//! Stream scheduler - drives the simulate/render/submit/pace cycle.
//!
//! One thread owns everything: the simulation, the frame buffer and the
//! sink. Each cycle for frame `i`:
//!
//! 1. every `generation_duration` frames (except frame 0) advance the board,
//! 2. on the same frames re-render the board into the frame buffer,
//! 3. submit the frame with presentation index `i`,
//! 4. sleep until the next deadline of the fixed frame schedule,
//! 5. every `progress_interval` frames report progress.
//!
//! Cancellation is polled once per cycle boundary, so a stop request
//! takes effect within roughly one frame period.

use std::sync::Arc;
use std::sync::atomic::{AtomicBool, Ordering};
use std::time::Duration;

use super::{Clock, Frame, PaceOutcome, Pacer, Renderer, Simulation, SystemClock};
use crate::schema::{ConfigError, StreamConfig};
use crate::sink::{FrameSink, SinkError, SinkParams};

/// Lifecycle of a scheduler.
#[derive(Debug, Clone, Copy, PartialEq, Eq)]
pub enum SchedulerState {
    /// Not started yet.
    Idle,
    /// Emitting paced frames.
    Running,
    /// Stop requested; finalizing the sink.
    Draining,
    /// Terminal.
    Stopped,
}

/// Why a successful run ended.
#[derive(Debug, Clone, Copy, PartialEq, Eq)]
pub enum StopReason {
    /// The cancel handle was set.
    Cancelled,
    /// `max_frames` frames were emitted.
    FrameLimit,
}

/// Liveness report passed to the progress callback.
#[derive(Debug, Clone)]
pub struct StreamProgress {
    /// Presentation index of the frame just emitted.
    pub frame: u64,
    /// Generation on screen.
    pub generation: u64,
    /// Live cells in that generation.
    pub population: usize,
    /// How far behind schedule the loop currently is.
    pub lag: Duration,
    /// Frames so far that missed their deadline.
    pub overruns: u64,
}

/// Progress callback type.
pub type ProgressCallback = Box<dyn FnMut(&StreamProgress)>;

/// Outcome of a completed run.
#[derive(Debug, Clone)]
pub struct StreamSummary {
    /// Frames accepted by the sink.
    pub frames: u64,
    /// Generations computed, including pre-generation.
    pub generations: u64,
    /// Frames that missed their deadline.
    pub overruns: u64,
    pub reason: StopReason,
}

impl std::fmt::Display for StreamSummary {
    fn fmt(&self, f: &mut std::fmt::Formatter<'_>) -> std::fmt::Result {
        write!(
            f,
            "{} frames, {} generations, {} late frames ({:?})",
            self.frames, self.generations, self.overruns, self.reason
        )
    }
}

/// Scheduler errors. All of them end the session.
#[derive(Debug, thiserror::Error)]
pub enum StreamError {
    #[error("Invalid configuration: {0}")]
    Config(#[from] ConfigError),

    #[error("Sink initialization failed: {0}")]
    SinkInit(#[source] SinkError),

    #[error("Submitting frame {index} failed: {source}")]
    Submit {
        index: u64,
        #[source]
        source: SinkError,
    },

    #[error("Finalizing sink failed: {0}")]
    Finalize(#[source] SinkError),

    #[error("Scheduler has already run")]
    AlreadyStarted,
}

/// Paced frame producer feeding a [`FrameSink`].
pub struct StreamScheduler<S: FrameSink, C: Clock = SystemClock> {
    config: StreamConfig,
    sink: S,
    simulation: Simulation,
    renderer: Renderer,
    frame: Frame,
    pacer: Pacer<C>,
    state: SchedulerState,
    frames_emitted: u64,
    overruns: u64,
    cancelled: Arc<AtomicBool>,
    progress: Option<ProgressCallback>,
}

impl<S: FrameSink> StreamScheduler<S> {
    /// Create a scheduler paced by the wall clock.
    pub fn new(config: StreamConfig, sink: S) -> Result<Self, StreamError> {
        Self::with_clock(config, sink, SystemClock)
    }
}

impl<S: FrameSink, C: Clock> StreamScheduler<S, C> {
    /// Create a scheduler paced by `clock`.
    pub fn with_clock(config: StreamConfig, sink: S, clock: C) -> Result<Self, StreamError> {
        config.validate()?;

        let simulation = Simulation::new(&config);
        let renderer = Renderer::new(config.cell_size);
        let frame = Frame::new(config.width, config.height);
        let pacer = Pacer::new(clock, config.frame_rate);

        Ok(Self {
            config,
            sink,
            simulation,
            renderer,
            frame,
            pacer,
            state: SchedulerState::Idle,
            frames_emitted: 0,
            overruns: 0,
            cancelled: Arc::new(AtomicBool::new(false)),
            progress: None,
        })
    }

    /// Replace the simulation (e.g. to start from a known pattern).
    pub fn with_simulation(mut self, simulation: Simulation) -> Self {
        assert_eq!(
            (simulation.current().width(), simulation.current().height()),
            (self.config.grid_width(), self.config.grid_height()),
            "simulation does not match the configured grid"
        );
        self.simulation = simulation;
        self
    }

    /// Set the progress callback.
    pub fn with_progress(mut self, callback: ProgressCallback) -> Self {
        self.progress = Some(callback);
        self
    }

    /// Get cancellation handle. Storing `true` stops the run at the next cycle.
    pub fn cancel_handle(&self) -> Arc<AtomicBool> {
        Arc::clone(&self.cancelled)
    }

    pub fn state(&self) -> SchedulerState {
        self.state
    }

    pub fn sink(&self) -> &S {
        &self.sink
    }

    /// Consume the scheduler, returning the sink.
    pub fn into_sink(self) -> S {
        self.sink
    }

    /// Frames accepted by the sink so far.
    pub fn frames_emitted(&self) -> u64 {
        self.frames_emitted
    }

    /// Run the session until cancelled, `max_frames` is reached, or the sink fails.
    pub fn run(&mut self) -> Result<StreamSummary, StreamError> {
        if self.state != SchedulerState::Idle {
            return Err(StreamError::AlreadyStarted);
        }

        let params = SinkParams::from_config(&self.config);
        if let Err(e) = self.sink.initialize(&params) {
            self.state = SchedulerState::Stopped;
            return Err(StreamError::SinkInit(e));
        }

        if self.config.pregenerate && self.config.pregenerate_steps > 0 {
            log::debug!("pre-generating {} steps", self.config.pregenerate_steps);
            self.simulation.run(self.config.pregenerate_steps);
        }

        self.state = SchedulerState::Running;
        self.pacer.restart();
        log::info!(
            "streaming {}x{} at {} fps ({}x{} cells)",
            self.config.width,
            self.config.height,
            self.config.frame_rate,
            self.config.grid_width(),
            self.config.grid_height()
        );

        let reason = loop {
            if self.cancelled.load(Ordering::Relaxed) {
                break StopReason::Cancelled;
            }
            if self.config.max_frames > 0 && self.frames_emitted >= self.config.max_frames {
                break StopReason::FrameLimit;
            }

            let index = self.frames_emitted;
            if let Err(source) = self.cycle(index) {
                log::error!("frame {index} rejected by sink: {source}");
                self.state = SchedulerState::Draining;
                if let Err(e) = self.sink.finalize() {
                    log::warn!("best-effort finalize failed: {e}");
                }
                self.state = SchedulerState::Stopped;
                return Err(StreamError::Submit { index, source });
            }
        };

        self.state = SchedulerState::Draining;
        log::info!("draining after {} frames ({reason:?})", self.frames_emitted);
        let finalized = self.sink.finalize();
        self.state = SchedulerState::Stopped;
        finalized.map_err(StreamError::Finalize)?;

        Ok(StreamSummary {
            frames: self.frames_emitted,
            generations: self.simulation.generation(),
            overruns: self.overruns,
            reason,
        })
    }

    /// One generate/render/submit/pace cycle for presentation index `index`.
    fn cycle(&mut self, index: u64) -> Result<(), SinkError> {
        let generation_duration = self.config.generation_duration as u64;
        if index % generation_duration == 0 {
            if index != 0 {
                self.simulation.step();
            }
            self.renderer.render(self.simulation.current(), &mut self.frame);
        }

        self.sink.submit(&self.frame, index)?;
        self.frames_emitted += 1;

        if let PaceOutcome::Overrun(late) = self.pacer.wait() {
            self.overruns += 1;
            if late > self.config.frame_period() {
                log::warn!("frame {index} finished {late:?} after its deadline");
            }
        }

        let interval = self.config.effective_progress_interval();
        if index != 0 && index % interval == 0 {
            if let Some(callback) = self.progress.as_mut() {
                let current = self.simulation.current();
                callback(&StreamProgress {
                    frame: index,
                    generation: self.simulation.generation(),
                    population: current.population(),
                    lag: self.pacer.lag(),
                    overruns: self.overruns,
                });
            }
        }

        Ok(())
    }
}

Problem description: Which of the lines in the material carry the string "enum"? Pull them out.

Answer box:
pub enum SchedulerState {
pub enum StopReason {
pub enum StreamError {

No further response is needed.